Bediüzzaman İlim Kültür ve Sanat Vakfı Kahramanmaraş İl Temsilciliği Yavuz Sultan Selim Hanın İslam halifesi unvanı ile ittihadı İslam’a ve Kâbe’ye olan hizmetleri hakkında bilgilendirmelerde bulundu.
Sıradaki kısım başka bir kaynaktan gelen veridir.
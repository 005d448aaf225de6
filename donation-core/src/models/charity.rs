use std::collections::HashSet;

use serde::{Deserialize, Serialize};
use thiserror::Error;

#[derive(Debug, Error, PartialEq, Eq)]
pub enum CatalogError {
    #[error("duplicate charity '{0}' in catalog")]
    DuplicateCharity(String),

    #[error("duplicate referral source '{0}' in catalog")]
    DuplicateReferralSource(String),
}

/// Display grouping for a charity. Has no effect on any calculation.
#[derive(Debug, Clone, Copy, PartialEq, Eq, Serialize, Deserialize)]
#[serde(rename_all = "kebab-case")]
pub enum CharityCategory {
    Recommended,
    Other,
}

impl CharityCategory {
    pub fn as_str(&self) -> &'static str {
        match self {
            Self::Recommended => "recommended",
            Self::Other => "other",
        }
    }

    pub fn parse(s: &str) -> Option<Self> {
        match s {
            "recommended" => Some(Self::Recommended),
            "other" => Some(Self::Other),
            _ => None,
        }
    }

    /// Heading shown above the group in the allocation section.
    pub fn heading(&self) -> &'static str {
        match self {
            Self::Recommended => "Our top recommended charities & funds",
            Self::Other => "Other charities we support",
        }
    }
}

#[derive(Debug, Clone, PartialEq, Eq, Serialize, Deserialize)]
pub struct Charity {
    pub slug_id: String,
    pub name: String,
    pub category: CharityCategory,
    /// Pooled funds are listed ahead of individual charities.
    pub is_fund: bool,
}

/// A display group produced by [`CharityCatalog::grouped`].
#[derive(Debug, Clone, PartialEq, Eq)]
pub struct CharityGroup<'a> {
    pub category: CharityCategory,
    pub charities: Vec<&'a Charity>,
}

/// Ordered, immutable set of charities a donor can allocate to.
///
/// The catalog defines the key set of a form's specific allocations.
#[derive(Debug, Clone, Default, PartialEq, Eq, Serialize, Deserialize)]
pub struct CharityCatalog {
    charities: Vec<Charity>,
}

impl CharityCatalog {
    /// Builds a catalog, rejecting duplicate slugs.
    pub fn new(charities: Vec<Charity>) -> Result<Self, CatalogError> {
        let mut seen = HashSet::new();
        for charity in &charities {
            if !seen.insert(charity.slug_id.as_str()) {
                return Err(CatalogError::DuplicateCharity(charity.slug_id.clone()));
            }
        }
        Ok(Self { charities })
    }

    pub fn len(&self) -> usize {
        self.charities.len()
    }

    pub fn is_empty(&self) -> bool {
        self.charities.is_empty()
    }

    pub fn iter(&self) -> impl Iterator<Item = &Charity> {
        self.charities.iter()
    }

    pub fn slugs(&self) -> impl Iterator<Item = &str> {
        self.charities.iter().map(|c| c.slug_id.as_str())
    }

    pub fn get(
        &self,
        slug_id: &str,
    ) -> Option<&Charity> {
        self.charities.iter().find(|c| c.slug_id == slug_id)
    }

    pub fn contains(
        &self,
        slug_id: &str,
    ) -> bool {
        self.get(slug_id).is_some()
    }

    pub fn name_of(
        &self,
        slug_id: &str,
    ) -> Option<&str> {
        self.get(slug_id).map(|c| c.name.as_str())
    }

    /// Groups charities for display: recommended first, then other.
    ///
    /// Within the recommended group the funds come first, in reverse
    /// catalog order, followed by the remaining charities in catalog order.
    /// Empty groups are omitted.
    pub fn grouped(&self) -> Vec<CharityGroup<'_>> {
        let of = |category: CharityCategory| {
            self.charities
                .iter()
                .filter(move |c| c.category == category)
        };

        let mut recommended: Vec<&Charity> =
            of(CharityCategory::Recommended).filter(|c| c.is_fund).collect();
        recommended.reverse();
        recommended.extend(of(CharityCategory::Recommended).filter(|c| !c.is_fund));

        let other: Vec<&Charity> = of(CharityCategory::Other).collect();

        [
            (CharityCategory::Recommended, recommended),
            (CharityCategory::Other, other),
        ]
        .into_iter()
        .filter(|(_, charities)| !charities.is_empty())
        .map(|(category, charities)| CharityGroup {
            category,
            charities,
        })
        .collect()
    }
}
Cennet mekân Sultan Selim Han, Abbasilerden devraldığı halifelik sıfatından sonra burada itaatlerini arz etmeye gelen heyetleri kabul etmişti.
Bu heyetler içinde en önemli olanı, Haremeyn Şerifi Eb ül Berekat bin Muhammed’in, Sultan Selim Han’ı tebrik için gönderdiği oğlu Ebu Nümey’in başında bulunduğu heyet idi. Eb ül Berekat, oğlu vasıtasıyla Kâbe’nin anahtarları yanında bazı mukaddes emanetleri ve hediyeleri göndermişti. Ebu Nümey’e, büyük ikramlarda bulunuldu. Ebu Nümey, l5l7 senesi Mayıs Ayı’nın sonlarına doğru Padişah tarafından kabul edildi. Bu kabul esnasında o, babasının Memluk idaresinden çektiği eziyetleri anlattı. Haremeyni Şerifi (Mekke Medine), Memluk Sultanlarına karşı duyduğu memnuniyetsizlik ile Sultan Selim Han’ın, Suriye'de mukaddes mahallere karşı göstermiş olduğu büyük alaka ve ihtimam sebebiyle, severek Osmanlı idaresine girmiş, Sultan Selim Han’ın adını hutbelerde zikretmeye amade bulunduğunu bildirmişti. Sultan Selim Han tarafından iyi karşılanmış olan Ebu Nümey, zengin hediyelerle geri dönmüştü. Bu arada, Mekke ve Medine fukarasına dağıtılmak üzere gemilerle bölgeye zahire ile 200 bin dinar gönderilmişti. Kendisine de aynı göreve devam etmesi bildirildi.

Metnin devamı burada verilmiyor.